One of the best things about Phuket is its food culture. For visitors who think they know Southern Thai cuisine by sampling Thai classics and street food snacks at the beach, it is time to be schooled local style: fresh seafood, strong fiery spices, pungent fermented flavours, farm-to-table crunchy vegetables, and slow-cooked stewed meats.
Perhaps the least well-known and understood of Thailand’s regional cuisine, Southern Thai food is characterised by its spice and sharpness. Its curries and flavour profiles are the most powerful, which combines the lit heat of various chillies with piquant sour notes of tamarind.
Just like the North, Southern Thai cuisine has been heavily influenced by the culinary preferences of its neighbours, particularly Malaysia and Indonesia. Cultural influences are reflected in preparation, taste and presentation. Phuket’s cuisine and local food (so-called ‘Baba Peranakan’ food) is the combination of many cultural food habits, whether they be Chinese, Malay or Thai. Some Phuket local food tastes sweet; such as, Chinese Hakka cuisine, but it can also be highly spiced like in either Thai or Malay cuisine.
A large Muslim populace and tasty halal food, along with a plethora of fishing fleets, influence Southern Thai cuisine. It is based heavily around seafood, meats and the use of lots of lemongrass, tamarind and kaffir lime leaf for flavouring.

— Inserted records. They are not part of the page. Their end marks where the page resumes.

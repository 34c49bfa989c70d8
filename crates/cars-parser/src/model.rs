use std::fmt;

use serde::ser::SerializeMap;
use serde::{Deserialize, Serialize, Serializer};

/// Field added to every record, holding the manufacturer label of its source file.
pub const MAKE_FIELD: &str = "make";

#[derive(Debug, Clone, PartialEq, Eq, Serialize, Deserialize)]
#[serde(untagged)]
pub enum FieldValue {
    Integer(i64),
    Text(String),
}

impl FieldValue {
    pub fn as_str(&self) -> Option<&str> {
        match self {
            FieldValue::Text(text) => Some(text),
            FieldValue::Integer(_) => None,
        }
    }

    pub fn as_i64(&self) -> Option<i64> {
        match self {
            FieldValue::Integer(value) => Some(*value),
            FieldValue::Text(_) => None,
        }
    }
}

impl fmt::Display for FieldValue {
    fn fmt(&self, f: &mut fmt::Formatter<'_>) -> fmt::Result {
        match self {
            FieldValue::Integer(value) => write!(f, "{value}"),
            FieldValue::Text(text) => f.write_str(text),
        }
    }
}

impl From<String> for FieldValue {
    fn from(value: String) -> Self {
        FieldValue::Text(value)
    }
}

impl From<&str> for FieldValue {
    fn from(value: &str) -> Self {
        FieldValue::Text(value.to_string())
    }
}

impl From<i64> for FieldValue {
    fn from(value: i64) -> Self {
        FieldValue::Integer(value)
    }
}

/// One normalized output row. Fields keep their header order; the key set
/// differs between manufacturers, so this is an open mapping rather than a
/// fixed struct.
#[derive(Debug, Clone, Default, PartialEq, Eq)]
pub struct Record {
    fields: Vec<(String, FieldValue)>,
}

impl Record {
    pub fn builder() -> RecordBuilder {
        RecordBuilder::default()
    }

    pub fn get(&self, name: &str) -> Option<&FieldValue> {
        self.fields
            .iter()
            .find(|(field, _)| field == name)
            .map(|(_, value)| value)
    }

    pub fn make(&self) -> Option<&str> {
        self.get(MAKE_FIELD).and_then(FieldValue::as_str)
    }

    pub fn len(&self) -> usize {
        self.fields.len()
    }

    pub fn is_empty(&self) -> bool {
        self.fields.is_empty()
    }

    pub fn iter(&self) -> impl Iterator<Item = (&str, &FieldValue)> {
        self.fields
            .iter()
            .map(|(name, value)| (name.as_str(), value))
    }

    pub fn field_names(&self) -> impl Iterator<Item = &str> {
        self.fields.iter().map(|(name, _)| name.as_str())
    }
}

impl Serialize for Record {
    fn serialize<S: Serializer>(&self, serializer: S) -> Result<S::Ok, S::Error> {
        let mut map = serializer.serialize_map(Some(self.fields.len()))?;
        for (name, value) in &self.fields {
            map.serialize_entry(name, value)?;
        }
        map.end()
    }
}

#[derive(Debug, Default)]
pub struct RecordBuilder {
    fields: Vec<(String, FieldValue)>,
}

impl RecordBuilder {
    /// Set a field. A repeated name overwrites the earlier value in place.
    pub fn field(mut self, name: impl Into<String>, value: impl Into<FieldValue>) -> Self {
        self.set(name.into(), value.into());
        self
    }

    pub(crate) fn get(&self, name: &str) -> Option<&FieldValue> {
        self.fields
            .iter()
            .find(|(field, _)| field == name)
            .map(|(_, value)| value)
    }

    pub(crate) fn set(&mut self, name: String, value: FieldValue) {
        match self.fields.iter_mut().find(|(field, _)| *field == name) {
            Some((_, existing)) => *existing = value,
            None => self.fields.push((name, value)),
        }
    }

    pub fn build(self) -> Record {
        Record {
            fields: self.fields,
        }
    }
}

Staples include Kaeng Tai Pla (fermented fish curry), Kaeng Som Pla (hot and sour fish soup), and Kua Kling (dry fried meat curry). Massaman, a stewed curry of meat and potatoes, is another important signature dish.
Phuket’s food culture is woven into the tapestry of traditional local daily life, which is based around hearty meals shared with the family. One day-in-the-life of a Phuket foodie might go something like this:
The most important meal of the day, breakfast is a time when Phuket residents wake up and smell the coffee, literally. Strong, bitter beans produce a fragrant brew strong enough to wake the dead. Phuket’s people are known to drink dark roast old-school coffee, water-filtered black coffee traditionally brewed through a steep metal pot with a ‘sock’ filter, served with sweetened condensed milk or with pure fresh milk. This time-honoured morning ritual is usually accompanied by one of three dishes that showcase Phuket’s culinary diversity:
* Dim Sum (influenced by Chinese immigrants) includes steamed dumplings, fish, bean curd, Bak Kut Teh (pork spare rib soup), and Misua noodles.
* Roti topped with fried egg and served with avariety of curry flavours (chicken, beef and fish) (Malay influenced).
* Khanom Chin (fermented rice noodles) served with various traditional curry sauces (Thai and Phuket) including Kaeng Tai Pla (fermented fish curry), crab, chicken and fish.
A Phuket lunch is a time to get one’s noodle fix for a midday energy boost. Chinese and Malay flavours again entice the palate with local favourites Mi Hokkien (Chinese Malay noodle fare) and Phuket-style Mi Hoon rice vermicelli noodles. A traditional Phuket lunch is never complete without tucking into the island’s local dessert favourite O-Aew (shaved ice with sweet toppings and jelly).
This very local twist on the British tradition shares only the time of day. Before a hearty dinner, residents warm up on Mi Hun Ba Chang (rice vermicelli noodles) with pork spare rib soup, one of Phuket’s most iconic dishes. This is served with pork satay and spring rolls, or just the noodles.
This the biggest and most important meal of the day where family members eat together and share their stories about Phuket and the world. Not unlike any other cities in Southern Thailand, Phuket’s locals tend to prefer strong flavoured dishes for the evening meal, either very spicy, very sour or very sweet. Many of the dishes oozes the deep yellow colour and strong scent of turmeric. Its unique flavour is used to tame strong fish flavours and other seafood that the province is famed for.
Favourite dishes include Pla Sai Thot Kamin (deep fried fish with fresh turmeric), Mu Hong (stewed pork belly with herbs), Nap Chup Yam (chilli paste), Nam Phrik Kung Siap (shrimp chilli paste), Mi Hun Kaeng Pu (rice noodles with curried crab), Loba (deep fried stewed-pig’s head) and Yam Pak Kut (spicy fern salad).
It goes without saying that foodies searching for good Thai food in Phuket don’t have to look far. And recognition about Phuket’s food culture is about to go international with possible accolades expected in the upcoming Michelin Guide Bangkok, Phuket and Phang Nga 2019 edition that is expected to be released at the end of this year, in the same bilingual Thai and English format as the first Michelin Guide Bangkok 2018, in both print and digital versions.